Planting of Australia’s winter crop is now nearing completion, and growers are waiting for spikes in the market before selling grain stored on farm, or advancing forward sales of new-crop.

These spikes are likely to come from dips in the Australian dollar, which indicates barley and wheat markets have lost their drought premium and are well and truly back on export parity.

This week Last week Change
Barley Downs June-July  $330 $345 Down
Barley Downs Jan $272 $270 Up
Barley Melbourne nearby $255-$260 $260-$265 Down
Barley Melbourne Jan $240-$245 $240-$245 Steady
Wheat Downs June $400 $425 Down
Wheat Downs Jan $295 $310 Down
Wheat Melbourne nearby $355 $365-$370 Down
Wheat Melbourne Jan $295 $310 Down
Sorghum Downs Jun-July $355 $375 Down
Sorghum Downs Mar-Apr $280 $285 Down

Table 1: Indicative delivered grain prices in AUD per tonne.

Contracting demand

Ample pasture across most of southern Australia, combined with subdued demand for meat as stocks built up during COVID-19 lockdowns clear, have reduced grain demand from beef feedlots broiler farms and piggeries.

While the contraction in poultry and pig usage is likely to be short lived, decreased feedlot demand is expected until the end of this year.

The small sorghum crop now being harvested in southern Queensland is selling mostly to piggeries and poultry producers ahead of the central Queensland crop which will be harvested in coming weeks.

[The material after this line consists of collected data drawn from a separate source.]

//! sqlx-backed executors for the relational catalogs.

use std::sync::Arc;
use std::time::Duration;

use async_trait::async_trait;
use serde_json::Value;
use sqlx::{Column, Row as _};

use crate::catalog::SqlExecutor;
use crate::config::ConnectionConfig;
use crate::error::{MetadataError, MetadataResult};
use crate::metadata::{BackendConnector, MetadataBackend, Row};

const MAX_CONNECTIONS: u32 = 4;
const ACQUIRE_TIMEOUT: Duration = Duration::from_secs(30);

fn connect_error(config: &ConnectionConfig, err: sqlx::Error) -> MetadataError {
    MetadataError::ConnectionFailed {
        target: config.display_target(),
        message: err.to_string(),
    }
}

/// Decode every column of a row into JSON.
///
/// Columns are tried as text, integer, float, then boolean; anything else
/// becomes `null`.
fn row_to_json<'r, R>(row: &'r R) -> Row
where
    R: sqlx::Row,
    usize: sqlx::ColumnIndex<R>,
    String: sqlx::Decode<'r, R::Database> + sqlx::Type<R::Database>,
    i64: sqlx::Decode<'r, R::Database> + sqlx::Type<R::Database>,
    f64: sqlx::Decode<'r, R::Database> + sqlx::Type<R::Database>,
    bool: sqlx::Decode<'r, R::Database> + sqlx::Type<R::Database>,
{
    let mut out = Row::new();
    for (i, column) in row.columns().iter().enumerate() {
        let value = if let Ok(v) = row.try_get::<Option<String>, _>(i) {
            v.map(Value::String)
        } else if let Ok(v) = row.try_get::<Option<i64>, _>(i) {
            v.map(Value::from)
        } else if let Ok(v) = row.try_get::<Option<f64>, _>(i) {
            v.map(Value::from)
        } else if let Ok(v) = row.try_get::<Option<bool>, _>(i) {
            v.map(Value::Bool)
        } else {
            None
        };
        out.insert(column.name().to_string(), value.unwrap_or(Value::Null));
    }
    out
}

#[cfg(feature = "mysql")]
mod mysql {
    use super::*;
    use crate::catalog::MySqlCatalog;
    use sqlx::mysql::{MySqlPool, MySqlPoolOptions};

    pub struct MySqlExecutor {
        pool: MySqlPool,
    }

    #[async_trait]
    impl SqlExecutor for MySqlExecutor {
        async fn fetch_all(&self, sql: &str, binds: &[&str]) -> MetadataResult<Vec<Row>> {
            let mut query = sqlx::query(sql);
            for bind in binds {
                query = query.bind(bind.to_string());
            }
            let rows = query.fetch_all(&self.pool).await.map_err(MetadataError::query)?;
            Ok(rows.iter().map(row_to_json).collect())
        }

        async fn close(&self) {
            self.pool.close().await;
        }
    }

    /// Opens [`MySqlCatalog`]s over a small sqlx pool.
    pub struct MySqlConnector;

    #[async_trait]
    impl BackendConnector for MySqlConnector {
        async fn connect(&self, config: &ConnectionConfig) -> MetadataResult<Arc<dyn MetadataBackend>> {
            let pool = MySqlPoolOptions::new()
                .max_connections(MAX_CONNECTIONS)
                .acquire_timeout(ACQUIRE_TIMEOUT)
                .connect(&config.to_connection_url()?)
                .await
                .map_err(|err| connect_error(config, err))?;

            tracing::debug!(target = %config.display_target(), "mysql pool opened");
            Ok(Arc::new(MySqlCatalog::new(Arc::new(MySqlExecutor { pool }))))
        }
    }
}

#[cfg(feature = "postgres")]
mod postgres {
    use super::*;
    use crate::catalog::PostgresCatalog;
    use sqlx::postgres::{PgPool, PgPoolOptions};

    pub struct PgExecutor {
        pool: PgPool,
    }

    #[async_trait]
    impl SqlExecutor for PgExecutor {
        async fn fetch_all(&self, sql: &str, binds: &[&str]) -> MetadataResult<Vec<Row>> {
            let mut query = sqlx::query(sql);
            for bind in binds {
                query = query.bind(bind.to_string());
            }
            let rows = query.fetch_all(&self.pool).await.map_err(MetadataError::query)?;
            Ok(rows.iter().map(row_to_json).collect())
        }

        async fn close(&self) {
            self.pool.close().await;
        }
    }

    /// Opens [`PostgresCatalog`]s over a small sqlx pool.
    pub struct PostgresConnector;

    #[async_trait]
    impl BackendConnector for PostgresConnector {
        async fn connect(&self, config: &ConnectionConfig) -> MetadataResult<Arc<dyn MetadataBackend>> {
            let pool = PgPoolOptions::new()
                .max_connections(MAX_CONNECTIONS)
                .acquire_timeout(ACQUIRE_TIMEOUT)
                .connect(&config.to_connection_url()?)
                .await
                .map_err(|err| connect_error(config, err))?;

            tracing::debug!(target = %config.display_target(), "postgres pool opened");
            Ok(Arc::new(PostgresCatalog::new(Arc::new(PgExecutor { pool }))))
        }
    }
}

#[cfg(feature = "mysql")]
pub use mysql::MySqlConnector;
#[cfg(feature = "postgres")]
pub use postgres::PostgresConnector;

The total sorghum crop, including production from northern New South Wales, is expected to total around 350,000t.

In Lachstock Consulting’s latest sorghum supply-and-demand report, new-crop sorghum has been estimated at 1.6 million tonnes (Mt), with 1.3Mt pencilled in for Queensland, and 300,000t for NSW.

“In Queensland, we didn’t see a big wheat plant on the Inner Downs, so we expect a large sorghum area in that region,” the report said.

Wheat subdued

Robinson Grain trader Jock Benham said the stronger Australian dollar was exerting pressure on grain values.

“Things are edging a bit lower with the dollar going up, and new-crop prices are certainly dropping.”

He said the weaker dollar had made it difficult for exporters to find bids.

“Farmers are busy putting the last of their crop in, and on old-crop, there’s not a lot left on farm.”

In the Riverina of southern NSW, GrainLink trader Richard Gale said consumers were in no rush to buy.

“It’s to be expected; there’s plenty of grain around.

“A lot of growers have already done their forward selling for now, and we won’t see more until fertiliser demand picks up.”

Mr Gale said growers were chasing yield in the softening grain market, and were likely to sell their next load of grain when they wanted to backload fertiliser to top-dress crops.

“Vic growers are holding a bit of grain.”

The prompt Melbourne wheat market has fallen $10-$20/t in the past week, with barley down only $5-$10/t.

“The barley market hasn’t changed too much, given what the dollar’s doing, but wheat is under a bit of pressure now,” Riordan Grains general manager Mark Lewis said.

“Growers are quiet, and they’re looking at pretty big crops coming at them.

“The stockfeed guys are quiet too, and demand is off quite a bit.”

While the nearby wheat-barley spread is still at $90/t or more, the new-crop one has narrowed to close to the normal $40/t.

China wash-up

Grain Central understands that five barley vessels were either sailing to or loading for China at the time of the barley tariff announcement.

One was diverted to the United Arab Emirates and is discharging now, while another is discharging in China, one has already discharged, one is about to go on to the berth in China, and the last is approaching Chinese waters.

ASX barley gain, wheat loss

While forward barley contracts on ASX yesterday, compared with the previous day, closed weaker by $3.50/t, both the January 2021 and 2022 contracts were $2/t firmer than a week earlier.

January 2021 barley settled yesterday at $232/t and January 2022 at $243/t.

Wheat futures moves downward were greater than barley.

The January 2021 east coast (WM) settled yesterday at $294/t, down from the previous day $301/t close and around 2pc below the $300.50/t close a week earlier.

January 2022 wheat a week ago was $315/t and settled yesterday at $307/t.